Using the data beneath this instruction, retype only the lines from the one that contains "files.push((root, input.clone()));" down to the one that contains "fn compute_output_path(dir: &Path, root: &Path, input: &Path)", both included, exactly as they appear.

RAW DATA section start

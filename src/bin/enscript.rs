use std::collections::HashSet;
use std::fs;
use std::path::{Path, PathBuf};

use clap::{Parser, Subcommand};
use rayon::prelude::*;
use walkdir::WalkDir;

use enscript_parser_rs::logger::{log_error, log_info, set_log_file, set_log_prefix};
use enscript_parser_rs::report::DEFAULT_MAX_OUTPUT_CHARS;
use enscript_parser_rs::{DecodeOptions, DecodeResult, EncodedScriptFile, Report};

#[derive(Parser)]
#[command(
    name = "enscript",
    version,
    about = "Decode Microsoft Encoded Script (.vbe/.jse) samples"
)]
struct Cli {
    #[command(subcommand)]
    command: Command,
}

#[derive(Subcommand)]
enum Command {
    /// Decode one or more inputs and emit the recovered script text.
    Decode(Box<DecodeArgs>),
    /// Inspect the encoded block of a single file.
    Inspect(InspectArgs),
}

#[derive(Parser, Clone)]
struct DecodeArgs {
    /// Input files or directories (recurses directories).
    #[arg(required = true)]
    inputs: Vec<PathBuf>,

    /// Write `<name>.enscript.txt` files here instead of printing, mirroring
    /// the layout below each input directory.
    #[arg(long)]
    out_dir: Option<PathBuf>,

    /// Print each report as a JSON object.
    #[arg(long, conflicts_with = "out_dir")]
    json: bool,

    #[command(flatten)]
    limits: LimitArgs,

    /// Number of concurrent worker threads.
    #[arg(long)]
    jobs: Option<usize>,

    /// Stop on first error.
    #[arg(long)]
    fail_fast: bool,

    /// Also write diagnostics to this file.
    #[arg(long)]
    log_file: Option<PathBuf>,
}

#[derive(Parser, Clone)]
struct LimitArgs {
    /// Maximum number of decoded characters kept per sample.
    #[arg(long = "max-chars", default_value_t = DEFAULT_MAX_OUTPUT_CHARS)]
    max_chars: usize,

    /// Skip files larger than this many bytes.
    #[arg(long = "max-input-bytes")]
    max_input_bytes: Option<u64>,
}

impl LimitArgs {
    fn options(&self) -> DecodeOptions {
        let options = DecodeOptions::new().with_max_output_chars(self.max_chars);
        match self.max_input_bytes {
            Some(limit) => options.with_max_input_bytes(limit),
            None => options,
        }
    }
}

#[derive(Parser, Clone)]
struct InspectArgs {
    input: PathBuf,
    /// Emit JSON instead of human readable output.
    #[arg(long)]
    json: bool,
    #[command(flatten)]
    limits: LimitArgs,
}

type AnyError = Box<dyn std::error::Error + Send + Sync>;

fn main() -> Result<(), AnyError> {
    let cli = Cli::parse();

    match cli.command {
        Command::Decode(args) => run_decode(&args),
        Command::Inspect(args) => run_inspect(&args),
    }
}

fn run_decode(args: &DecodeArgs) -> Result<(), AnyError> {
    if let Some(path) = &args.log_file {
        set_log_file(path)?;
    }
    if let Some(jobs) = args.jobs {
        // Best-effort: configure global rayon pool once. Ignore error if already set.
        let _ = rayon::ThreadPoolBuilder::new()
            .num_threads(jobs)
            .build_global();
    }
    let options = args.limits.options();
    options.validate()?;
    if let Some(dir) = &args.out_dir {
        fs::create_dir_all(dir)?;
    }

    let files = discover_inputs(&args.inputs);
    let tasks: Vec<(PathBuf, Option<PathBuf>)> = match &args.out_dir {
        Some(dir) => {
            let outputs = plan_outputs(dir, &files);
            files
                .into_iter()
                .map(|(_root, input)| input)
                .zip(outputs.into_iter().map(Some))
                .collect()
        }
        None => files.into_iter().map(|(_root, input)| (input, None)).collect(),
    };
    let process = |(input, output): &(PathBuf, Option<PathBuf>)| -> Result<bool, AnyError> {
        decode_one(input, output.as_deref(), &options, args.json)
            .map_err(|e| format!("{}: {e}", input.display()).into())
    };

    let outcomes = if args.fail_fast {
        tasks
            .par_iter()
            .map(process)
            .collect::<Result<Vec<_>, _>>()?
    } else {
        let results = tasks
            .par_iter()
            .map(|task| {
                let res = process(task);
                if let Err(ref e) = res {
                    log_error(&e.to_string());
                }
                res
            })
            .collect::<Vec<_>>();
        let failures = results.iter().filter(|r| r.is_err()).count();
        if failures > 0 {
            eprintln!("completed with {failures} failures");
        }
        results.into_iter().filter_map(Result::ok).collect()
    };

    let decoded = outcomes.iter().filter(|found| **found).count();
    log_info(&format!(
        "decoded {decoded} of {} file(s) scanned",
        tasks.len()
    ));
    Ok(())
}

/// Returns whether the file held an encoded block.
fn decode_one(
    input: &Path,
    output: Option<&Path>,
    options: &DecodeOptions,
    json: bool,
) -> Result<bool, AnyError> {
    let _log_prefix = set_log_prefix(input.to_string_lossy());
    let file = EncodedScriptFile::open_with_options(input, options.clone())?;
    let report = file.report();
    if report.is_empty() {
        return Ok(false);
    }

    if let Some(output) = output {
        if let Some(parent) = output.parent() {
            fs::create_dir_all(parent)?;
        }
        if let Some(text) = report.enscript() {
            fs::write(output, text.as_bytes())?;
        }
        println!("{} -> {}", input.display(), output.display());
    } else if json {
        #[derive(serde::Serialize)]
        struct DecodeJson<'a> {
            path: String,
            report: &'a Report,
        }
        let payload = DecodeJson {
            path: input.display().to_string(),
            report: &report,
        };
        println!("{}", serde_json::to_string(&payload)?);
    } else {
        println!("==> {} <==", input.display());
        if let Some(text) = report.enscript() {
            println!("{text}");
        }
    }
    Ok(true)
}

fn run_inspect(args: &InspectArgs) -> Result<(), AnyError> {
    let _log_prefix = set_log_prefix(args.input.to_string_lossy());
    let file = EncodedScriptFile::open_with_options(&args.input, args.limits.options())?;
    let result = file.decode();

    if args.json {
        #[derive(serde::Serialize)]
        struct InspectJson {
            encoded: bool,
            region_start: Option<usize>,
            region_end: Option<usize>,
            declared_len: Option<u32>,
            decoded_len: Option<usize>,
            transforms: Option<usize>,
            unmapped_escapes: Option<usize>,
            checksum_computed: Option<u32>,
            checksum_stored: Option<u32>,
            checksum_valid: Option<bool>,
        }
        let script = result.decoded();
        let payload = InspectJson {
            encoded: result.is_encoded(),
            region_start: script.map(|s| s.region.start),
            region_end: script.map(|s| s.region.end),
            declared_len: script.and_then(|s| s.declared_len),
            decoded_len: script.map(|s| s.bytes.len()),
            transforms: script.map(|s| s.transforms),
            unmapped_escapes: script.map(|s| s.unmapped_escapes),
            checksum_computed: script.map(|s| s.checksum.computed()),
            checksum_stored: script.and_then(|s| s.checksum.stored()),
            checksum_valid: script.map(|s| s.checksum_valid()),
        };
        serde_json::to_writer_pretty(std::io::stdout(), &payload)?;
        println!();
        return Ok(());
    }

    match result {
        DecodeResult::NotEncoded => println!("{}: no encoded block", args.input.display()),
        DecodeResult::Decoded(script) => {
            let declared = script
                .declared_len
                .map_or_else(|| "unreadable".to_owned(), |len| len.to_string());
            println!(
                "Region: {start}..{end}  Length: {len} (declared {declared})",
                start = script.region.start,
                end = script.region.end,
                len = script.region.len(),
            );
            println!(
                "Decoded: {} bytes  Transforms: {}  Unmapped escapes: {}",
                script.bytes.len(),
                script.transforms,
                script.unmapped_escapes
            );
            println!("Checksum: {}", script.checksum);
        }
    }
    Ok(())
}

/// Returns `(root, file)` pairs; `root` is the directory outputs are made
/// relative to.
fn discover_inputs(inputs: &[PathBuf]) -> Vec<(PathBuf, PathBuf)> {
    let mut files = Vec::new();
    for input in inputs {
        if input.is_dir() {
            for entry in WalkDir::new(input)
                .follow_links(false)
                .into_iter()
                .filter_map(Result::ok)
            {
                let path = entry.path();
                if path.is_file() {
                    files.push((input.clone(), path.to_path_buf()));
                }
            }
        } else if input.is_file() {
            let root = input
                .parent()
                .map_or_else(|| PathBuf::from("."), Path::to_path_buf);
            files.push((root, input.clone()));
        } else {
            // Non-existent paths are ignored; shell globbing typically expands patterns.
        }
    }
    files.sort_by(|a, b| a.1.cmp(&b.1).then_with(|| a.0.cmp(&b.0)));
    files.dedup_by(|a, b| a.1 == b.1);
    files
}

fn compute_output_path(dir: &Path, root: &Path, input: &Path) -> PathBuf {
    use std::ffi::OsStr;
    let rel = input.strip_prefix(root).unwrap_or(input);
    let rel = if rel.is_absolute() || rel.as_os_str().is_empty() {
        Path::new(input.file_name().unwrap_or_else(|| OsStr::new("output")))
    } else {
        rel
    };
    let mut renamed = rel.as_os_str().to_os_string();
    renamed.push(".enscript.txt");
    dir.join(renamed)
}

/// Output path per input, numbering any path already claimed by an earlier
/// input (`x.vbe.enscript.txt`, `x.vbe.1.enscript.txt`, ...).
fn plan_outputs(dir: &Path, files: &[(PathBuf, PathBuf)]) -> Vec<PathBuf> {
    let mut taken = HashSet::with_capacity(files.len());
    files
        .iter()
        .map(|(root, input)| {
            let base = compute_output_path(dir, root, input);
            let mut output = base.clone();
            let mut n = 0usize;
            while !taken.insert(output.clone()) {
                n += 1;
                let stem = base.to_string_lossy();
                let stem = stem.strip_suffix(".enscript.txt").unwrap_or(&stem);
                output = PathBuf::from(format!("{stem}.{n}.enscript.txt"));
            }
            output
        })
        .collect()
}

RAW DATA section end

# THE ANSWER:
            files.push((root, input.clone()));
        } else {
            // Non-existent paths are ignored; shell globbing typically expands patterns.
        }
    }
    files.sort_by(|a, b| a.1.cmp(&b.1).then_with(|| a.0.cmp(&b.0)));
    files.dedup_by(|a, b| a.1 == b.1);
    files
}

fn compute_output_path(dir: &Path, root: &Path, input: &Path) -> PathBuf {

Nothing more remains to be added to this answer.